So here's a solution without ConvexHull:

rule = {x___, {a_, b_}, {c_, d_}, {e_, f_}, y___} /;
(d - b)/(c - a) > (f - b)/(e - a) :>
{x, {a, b}, {e, f}, y};
Timing[a //. rule]
MultipleListPlot[{Last[%], a}, PlotJoined -> True,
PlotStyle -> {Hue[0.6]}]

{0.047 Second, {{4, 2}, {8, 3}, {16, 5}, {44, 13}, {92, 31},
{688, 269}, {992, 421}, {1000, 491}}}

">=" rather than ">" gives a correct result with fewer points:

rule = {x___, {a_, b_}, {c_, d_}, {e_, f_}, y___} /;
(d - b)/(c - a) >= (f - b)/(e - a) :>
{x, {a, b}, {e, f}, y};
Timing[a //. rule]
MultipleListPlot[{Last[%], a}, PlotJoined -> True,
PlotStyle -> {Hue[0.6]}]

{0.047 Second, {{4, 2}, {16, 5}, {44, 13}, {92, 31},
{688, 269}, {992, 421}, {1000, 491}}}

Here's a method using FixedPoint:

iterate@{lowerEnvelope_, {}} := {lowerEnvelope, {}}
iterate@{lowerEnvelope_, {a_}} := {Append[lowerEnvelope, a], {}}
iterate@{lowerEnvelope_, data_} := Module[{one = First@data},
{Append[lowerEnvelope, one], Drop[data, First@Ordering[
Divide @@ (# - one) & /@ Rest@data, -1]]}
]
Timing@First@FixedPoint[iterate, {{}, a}, 9]

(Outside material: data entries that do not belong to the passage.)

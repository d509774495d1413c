//
// definition.rs
//
// Go-to-definition for cross-references
//

use std::path::PathBuf;

use crate::completion_context::find_reference;
use crate::error::NavigationError;
use crate::labels::LabelIndex;

/// Location of a label definition
#[derive(Debug, Clone, PartialEq, Eq)]
pub struct NavigationTarget {
    pub file: PathBuf,
    /// 1-based line
    pub line: u32,
    /// 0-based character column
    pub column: u32,
    /// 0-based UTF-16 column
    pub utf16_column: u32,
}

/// Resolve the cross-reference on `line` to the label it names.
///
/// The identifier runs from the end of the first `ref{` / `pageref{` token to
/// the next `}` on the same line.
pub fn resolve_definition(line: &str, index: &LabelIndex) -> Result<NavigationTarget, NavigationError> {
    let token = find_reference(line).ok_or(NavigationError::NoReference)?;
    let rest = &line[token.end..];
    let close = rest.find('}').ok_or(NavigationError::Unterminated)?;
    let identifier = &rest[..close];

    let entry = index
        .get(identifier)
        .ok_or_else(|| NavigationError::UnknownLabel(identifier.to_string()))?;

    Ok(NavigationTarget {
        file: entry.file.clone(),
        line: entry.line,
        column: entry.column,
        utf16_column: entry.utf16_column,
    })
}

#[cfg(test)]
mod tests {
    use super::*;
    use crate::labels::LabelEntry;
    use std::path::Path;

    fn index_with_fig1() -> LabelIndex {
        let mut index = LabelIndex::new();
        index.replace_file(
            Path::new("fileX.tex"),
            vec![LabelEntry {
                identifier: "fig1".to_string(),
                file: PathBuf::from("fileX.tex"),
                line: 7,
                column: 4,
                utf16_column: 4,
            }],
        );
        index
    }

    #[test]
    fn test_resolves_indexed_label() {
        let target = resolve_definition(r"See \ref{fig1} for details", &index_with_fig1()).unwrap();
        assert_eq!(target.file, PathBuf::from("fileX.tex"));
        assert_eq!((target.line, target.column), (7, 4));
    }

    #[test]
    fn test_pageref_resolves() {
        let target = resolve_definition(r"on page \pageref{fig1}", &index_with_fig1()).unwrap();
        assert_eq!(target.line, 7);
    }

    #[test]
    fn test_unknown_label() {
        assert_eq!(
            resolve_definition(r"See \ref{unknown}", &index_with_fig1()),
            Err(NavigationError::UnknownLabel("unknown".to_string()))
        );
    }

    #[test]
    fn test_no_reference_on_line() {
        assert_eq!(
            resolve_definition("See figure one", &index_with_fig1()),
            Err(NavigationError::NoReference)
        );
    }

    #[test]
    fn test_unterminated_reference() {
        assert_eq!(
            resolve_definition(r"See \ref{fig1", &index_with_fig1()),
            Err(NavigationError::Unterminated)
        );
    }

    #[test]
    fn test_first_reference_is_used() {
        let line = r"\ref{fig1} and \ref{unknown}";
        assert_eq!(resolve_definition(line, &index_with_fig1()).unwrap().line, 7);
    }

    #[test]
    fn test_spelling_must_match() {
        assert!(matches!(
            resolve_definition(r"\ref{Fig1}", &index_with_fig1()),
            Err(NavigationError::UnknownLabel(_))
        ));
    }
}
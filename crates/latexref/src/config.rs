//
// config.rs
//
// Configuration for citation and label indexing
//

/// Which bibliography extraction strategy a session may use
#[derive(Debug, Clone, Copy, PartialEq, Eq, Default)]
pub enum BibliographyParser {
    /// Record parser when compiled in, line matcher otherwise
    #[default]
    Auto,
    /// Always use the line matcher (keys only, no detail text)
    Fallback,
}

/// Indexer configuration, fixed for the lifetime of a session
#[derive(Debug, Clone, PartialEq, Eq)]
pub struct IndexerConfig {
    /// File name suffix that marks bibliography files and the project root
    pub bibliography_extension: String,
    /// File name suffixes of documents scanned for labels
    pub document_extensions: Vec<String>,
    /// Maximum title length in citation detail text, suffix included
    pub title_max_length: usize,
    /// Bibliography extraction strategy preference
    pub bibliography_parser: BibliographyParser,
    /// Whether directory walks follow symbolic links
    pub follow_links: bool,
}

impl Default for IndexerConfig {
    fn default() -> Self {
        Self {
            bibliography_extension: String::from(".bib"),
            document_extensions: vec![String::from(".tex")],
            title_max_length: 30,
            bibliography_parser: BibliographyParser::Auto,
            follow_links: false,
        }
    }
}

/// Parse indexer configuration from LSP settings.
///
/// Reads the top-level `latexref` section. Keys that are absent or carry a
/// value of the wrong shape keep their defaults. Returns `None` when the
/// section itself is missing.
pub fn parse_indexer_config(settings: &serde_json::Value) -> Option<IndexerConfig> {
    let section = settings.get("latexref")?;
    let mut config = IndexerConfig::default();

    if let Some(v) = section.get("bibliographyExtension").and_then(|v| v.as_str()) {
        if v.is_empty() {
            log::warn!("Ignoring empty bibliographyExtension setting");
        } else {
            config.bibliography_extension = v.to_string();
        }
    }
    if let Some(v) = section.get("documentExtensions").and_then(|v| v.as_array()) {
        let exts: Vec<String> = v
            .iter()
            .filter_map(|e| e.as_str())
            .filter(|e| !e.is_empty())
            .map(String::from)
            .collect();
        if exts.is_empty() {
            log::warn!("Ignoring documentExtensions setting without usable entries");
        } else {
            config.document_extensions = exts;
        }
    }
    if let Some(v) = section.get("titleMaxLength").and_then(|v| v.as_u64()) {
        // Shorter than the ellipsis leaves nothing to show
        if v < 4 {
            log::warn!("Ignoring titleMaxLength {} (minimum is 4)", v);
        } else {
            config.title_max_length = v as usize;
        }
    }
    if let Some(v) = section
        .get("bibliography")
        .and_then(|b| b.get("parser"))
        .and_then(|v| v.as_str())
    {
        config.bibliography_parser = match v {
            "fallback" | "regex" => BibliographyParser::Fallback,
            "auto" | "structured" => BibliographyParser::Auto,
            other => {
                log::warn!("Unknown bibliography parser '{}', using auto", other);
                BibliographyParser::Auto
            }
        };
    }
    if let Some(v) = section.get("followLinks").and_then(|v| v.as_bool()) {
        config.follow_links = v;
    }

    Some(config)
}

#[cfg(test)]
mod tests {
    use super::*;
    use serde_json::json;

    #[test]
    fn test_default_values() {
        let config = IndexerConfig::default();
        assert_eq!(config.bibliography_extension, ".bib");
        assert_eq!(config.document_extensions, vec![".tex".to_string()]);
        assert_eq!(config.title_max_length, 30);
        assert_eq!(config.bibliography_parser, BibliographyParser::Auto);
        assert!(!config.follow_links);
    }

    #[test]
    fn test_missing_section() {
        assert!(parse_indexer_config(&json!({ "other": {} })).is_none());
    }

    #[test]
    fn test_absent_keys_keep_defaults() {
        let config = parse_indexer_config(&json!({ "latexref": {} })).unwrap();
        assert_eq!(config, IndexerConfig::default());
    }

    #[test]
    fn test_parse_all_keys() {
        let settings = json!({
            "latexref": {
                "bibliographyExtension": ".bibtex",
                "documentExtensions": [".tex", ".ltx"],
                "titleMaxLength": 50,
                "bibliography": { "parser": "fallback" },
                "followLinks": true
            }
        });
        let config = parse_indexer_config(&settings).unwrap();
        assert_eq!(config.bibliography_extension, ".bibtex");
        assert_eq!(config.document_extensions, vec![".tex".to_string(), ".ltx".to_string()]);
        assert_eq!(config.title_max_length, 50);
        assert_eq!(config.bibliography_parser, BibliographyParser::Fallback);
        assert!(config.follow_links);
    }

    #[test]
    fn test_invalid_values_keep_defaults() {
        let settings = json!({
            "latexref": {
                "bibliographyExtension": "",
                "documentExtensions": [],
                "titleMaxLength": 2,
                "bibliography": { "parser": "magic" }
            }
        });
        let config = parse_indexer_config(&settings).unwrap();
        assert_eq!(config, IndexerConfig::default());
    }
}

{0.031 Second, {{4, 2}, {16, 5}, {44, 13},
{92, 31}, {688, 269}, {992, 421}, {1000, 491}}}

Finally, here are three almost identical solutions using Sow and Reap:

Clear@iterate
iterate@{} := {}
iterate@{a_} := (Sow@a; {})
iterate[data_] := Module[{one = First@data},
Sow@one;
Drop[data, First@Ordering[Divide @@ (# - one) & /@ Rest@data, -1]]
]
Timing@First@Last@Reap@FixedPoint[iterate, a]

{0.016 Second, {{4, 2}, {16,
5}, {44, 13}, {92, 31}, {688, 269}, {992, 421}, {1000, 491}}}

Clear@iterate
iterate@{} := {}
iterate@{one_} := (Sow@one; {})
iterate[data : {one_, rest__}] := (Sow@one;
Drop[data, First@Ordering[Divide @@ (# - one) & /@ {rest}, -1]]
)
Timing@First@Last@Reap@FixedPoint[iterate, a]

{0.016 Second, {{4, 2}, {16,
5}, {44, 13}, {92, 31}, {688, 269}, {992, 421}, {1000, 491}}}

Clear@iterate
iterate@{}:={}
iterate@{one_}:=(Sow@one;{})
iterate[{one_,rest__}]:=(Sow@one;
Drop[{rest},-1+First@Ordering[Divide@@(#-one)&/@{rest},-1]]
)
Timing@First@Last@Reap@FixedPoint[iterate,a]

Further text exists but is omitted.